I’ll read those books again in a few months/years, after practicing. I’m
pretty sure it’ll be like reading entirely new books.

------
contravariant
While it is an interesting article and I can agree with some of the arguments
in it I can't help but think that in outlining the author's reasoning why
reading about mental models is futile it inevitably contradicts itself (which
I guess it is at least up front about, not many blog posts tell you to stop
reading the blog entirely, halfway through the first section). Then again I
suppose that writing a blog post on mental models that on the face of it is
trivially false does end up proving the author's point.

On a more serious note, while we're comparing mental 'mental model' models. My
experience has been that it's more useful to think of mental models as a
vantage point. A good mental model grants more perspective while bad mental
models obscure things. Of course this doesn't absolve you of understanding the
basic concepts, perspective won't help you if you don't know what you're
looking at.

------
selfselfself
...and it's not always simple to practice/apply mental models after reading
them in a list. I used to be a member of Farnam Street until last year. Most
of the members weren't sure how they could apply the mental models per their
internal forum. The top answer was to use the list of models as a checklist.

------
csours
Mental Models are definitely useful, so not a fallacy from that point of view.

It's kind of like using analogy as rhetorical device, it works up to a point;
but when you get to the details it's not worth extending the analogy.

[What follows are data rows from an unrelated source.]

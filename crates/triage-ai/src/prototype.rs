//! Per-provider prototype cache: each category's description, formatted and
//! embedded once per activation and then frozen.

use triage_core::{ProviderId, Taxonomy, TextFormatter};
use tracing::debug;

use crate::{AiError, EmbeddingProvider};

pub(crate) struct Prototype {
    pub(crate) id: String,
    pub(crate) vector: Vec<f32>,
    pub(crate) norm: f32,
}

/// Category id → prototype embedding for one provider, in taxonomy order.
///
/// Built with [`build`](Self::build) and never mutated afterwards. Holds
/// the id of the provider that built it so it cannot be paired with
/// another provider's vectors.
pub struct PrototypeCache {
    provider: ProviderId,
    prototypes: Vec<Prototype>,
    dim: usize,
}

impl PrototypeCache {
    /// Embed every category's prototype text with `provider`.
    ///
    /// One embed call per category. Fails on a degenerate prototype vector
    /// or if the provider returns vectors of differing length.
    pub fn build(
        provider: &mut dyn EmbeddingProvider,
        taxonomy: &Taxonomy,
        formatter: &TextFormatter,
    ) -> Result<Self, AiError> {
        let provider_id = provider.id().clone();
        let mut prototypes = Vec::with_capacity(taxonomy.len());
        let mut dim = None;

        for category in taxonomy.iter() {
            let text = formatter.format(&provider_id, &category.prototype_text);
            let vector = provider
                .embed(&text)
                .map_err(|e| AiError::embed(&provider_id, e))?;

            let expected = *dim.get_or_insert(vector.len());
            if vector.len() != expected {
                return Err(AiError::DimensionMismatch {
                    provider: provider_id,
                    expected,
                    actual: vector.len(),
                });
            }

            let norm = l2_norm(&vector);
            if norm == 0.0 || !norm.is_finite() {
                return Err(AiError::degenerate(&provider_id, &category.prototype_text));
            }

            prototypes.push(Prototype {
                id: category.id.clone(),
                vector,
                norm,
            });
        }

        let dim = dim.unwrap_or(0);
        debug!(provider = %provider_id, count = prototypes.len(), dim, "built prototype cache");
        Ok(Self {
            provider: provider_id,
            prototypes,
            dim,
        })
    }

    /// Provider that produced these vectors.
    pub fn provider(&self) -> &ProviderId {
        &self.provider
    }

    /// Embedding dimensionality.
    pub fn dim(&self) -> usize {
        self.dim
    }

    pub fn len(&self) -> usize {
        self.prototypes.len()
    }

    pub fn is_empty(&self) -> bool {
        self.prototypes.is_empty()
    }

    pub fn get(&self, id: &str) -> Option<&[f32]> {
        self.prototypes
            .iter()
            .find(|p| p.id == id)
            .map(|p| p.vector.as_slice())
    }

    /// `(category id, vector)` pairs in taxonomy order.
    pub fn iter(&self) -> impl Iterator<Item = (&str, &[f32])> {
        self.prototypes
            .iter()
            .map(|p| (p.id.as_str(), p.vector.as_slice()))
    }

    pub(crate) fn prototypes(&self) -> &[Prototype] {
        &self.prototypes
    }
}

pub(crate) fn l2_norm(v: &[f32]) -> f32 {
    v.iter().map(|x| x * x).sum::<f32>().sqrt()
}
use thiserror::Error;

#[derive(Debug, Error)]
pub enum StoreError {
    #[error("sql file not found: {0}")]
    SqlNotFound(std::path::PathBuf),

    #[cfg(feature = "duckdb")]
    #[error("duckdb error: {0}")]
    DuckDb(#[from] ::duckdb::Error),

    #[error("arrow error: {0}")]
    Arrow(#[from] arrow::error::ArrowError),

    #[error("io error: {0}")]
    Io(#[from] std::io::Error),
}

Mental models can be good for raising questions, but then you have to actually
find answers to those questions.

------
lukev
The author of course is correct that communicating a model does not
necessarily communicate expertise, and that many important elements of
expertise are non-communicable (at least not easily) tacit knowledge.

But what is not addressed is that some mental models very clearly can be
usefully shared. There is not a clear and distinct line between a "mental
model" and communicating fundamental elements of how something works.

For example, my 8 year old was trying to figure out why his walkie-talkies
kept making howling, screeching sounds. I explained the concept of feedback to
him and he was immediately able to put that knowledge into practice (keep them
further apart, or don't have both microphones on at the same time).

I would argue that for tech and business work, communicable models/techniques
vastly outnumber noncommunicable models/techniques.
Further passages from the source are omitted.